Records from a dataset
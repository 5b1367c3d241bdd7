//! Process-local participant store.

use async_trait::async_trait;
use chrono::Utc;
use tokio::sync::RwLock;
use uuid::Uuid;

use qweek_core::QweekError;
use qweek_core::error::Result;
use qweek_core::participant::{NewParticipant, Participant, ParticipantRepository};

/// Keeps participants in memory, in insertion order. Contents are lost when
/// the process exits.
#[derive(Default)]
pub struct InMemoryParticipantRepository {
    participants: RwLock<Vec<Participant>>,
}

impl InMemoryParticipantRepository {
    pub fn new() -> Self {
        Self::default()
    }

    /// Creates a store pre-filled with existing records.
    pub fn with_participants(participants: Vec<Participant>) -> Self {
        Self {
            participants: RwLock::new(participants),
        }
    }
}

#[async_trait]
impl ParticipantRepository for InMemoryParticipantRepository {
    async fn list(&self) -> Result<Vec<Participant>> {
        Ok(self.participants.read().await.clone())
    }

    async fn find_by_name(&self, first_name: &str, last_name: &str) -> Result<Option<Participant>> {
        Ok(self
            .participants
            .read()
            .await
            .iter()
            .find(|p| p.matches_name(first_name, last_name))
            .cloned())
    }

    async fn add(&self, participant: NewParticipant) -> Result<Participant> {
        let created = participant.into_participant(Uuid::new_v4().to_string(), Utc::now());
        self.participants.write().await.push(created.clone());
        Ok(created)
    }

    async fn delete_by_id(&self, id: &str) -> Result<()> {
        let mut participants = self.participants.write().await;
        let position = participants
            .iter()
            .position(|p| p.id == id)
            .ok_or_else(|| QweekError::not_found("participant", id))?;
        participants.remove(position);
        Ok(())
    }
}

#[cfg(test)]
mod tests {
    use super::*;

    fn new_participant(first: &str, last: &str) -> NewParticipant {
        NewParticipant {
            first_name: first.to_string(),
            last_name: last.to_string(),
            score: 5,
            total: 10,
            time_seconds: None,
        }
    }

    #[tokio::test]
    async fn test_add_find_delete() {
        let repo = InMemoryParticipantRepository::new();
        let ana = repo.add(new_participant("Ana", "Lopez")).await.unwrap();
        repo.add(new_participant("Luis", "Diaz")).await.unwrap();

        assert_eq!(
            repo.find_by_name("ANA", " lopez").await.unwrap().unwrap().id,
            ana.id
        );

        repo.delete_by_id(&ana.id).await.unwrap();
        assert!(repo.find_by_name("Ana", "Lopez").await.unwrap().is_none());
        assert_eq!(repo.list().await.unwrap().len(), 1);
    }

    #[tokio::test]
    async fn test_delete_missing_is_not_found() {
        let repo = InMemoryParticipantRepository::new();
        assert!(repo.delete_by_id("nope").await.unwrap_err().is_not_found());
    }
}
//! Final summary.

use serde::Serialize;

use crate::participant::{NewParticipant, PlayerName, score_percentage};

/// Formats seconds as `{m}m {s}s`.
pub fn format_elapsed(seconds: u64) -> String {
    format!("{}m {}s", seconds / 60, seconds % 60)
}

/// The final screen's content and the record to persist.
#[derive(Debug, Clone, PartialEq, Eq, Serialize)]
#[serde(rename_all = "camelCase")]
pub struct FinalSummary {
    pub player: PlayerName,
    pub score: u32,
    pub total: u32,
    pub elapsed_seconds: u64,
}

impl FinalSummary {
    pub fn percentage(&self) -> u32 {
        score_percentage(self.score, self.total)
    }

    pub fn formatted_time(&self) -> String {
        format_elapsed(self.elapsed_seconds)
    }

    /// The participant record this result is saved as.
    pub fn to_new_participant(&self) -> NewParticipant {
        NewParticipant {
            first_name: self.player.first_name().to_string(),
            last_name: self.player.last_name().to_string(),
            score: self.score,
            total: self.total,
            time_seconds: Some(self.elapsed_seconds),
        }
    }
}

#[cfg(test)]
mod tests {
    use super::*;

    #[test]
    fn test_format_elapsed() {
        assert_eq!(format_elapsed(0), "0m 0s");
        assert_eq!(format_elapsed(59), "0m 59s");
        assert_eq!(format_elapsed(125), "2m 5s");
    }

    #[test]
    fn test_summary_record() {
        let summary = FinalSummary {
            player: PlayerName::new("Ana", "Lopez").unwrap(),
            score: 7,
            total: 10,
            elapsed_seconds: 83,
        };
        assert_eq!(summary.percentage(), 70);
        assert_eq!(summary.formatted_time(), "1m 23s");

        let record = summary.to_new_participant();
        assert_eq!(record.first_name, "Ana");
        assert_eq!(record.score, 7);
        assert_eq!(record.total, 10);
        assert_eq!(record.time_seconds, Some(83));
    }
}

▶ **Work request**
Return the span of lines in the data above that opens at the line with "use qweek_core::error::Result;" and closes at the line with "pub struct InMemoryParticipantRepository", exactly, ends included, nothing else.

▶ **Output of the task**
use qweek_core::error::Result;
use qweek_core::participant::{NewParticipant, Participant, ParticipantRepository};

/// Keeps participants in memory, in insertion order. Contents are lost when
/// the process exits.
#[derive(Default)]
pub struct InMemoryParticipantRepository {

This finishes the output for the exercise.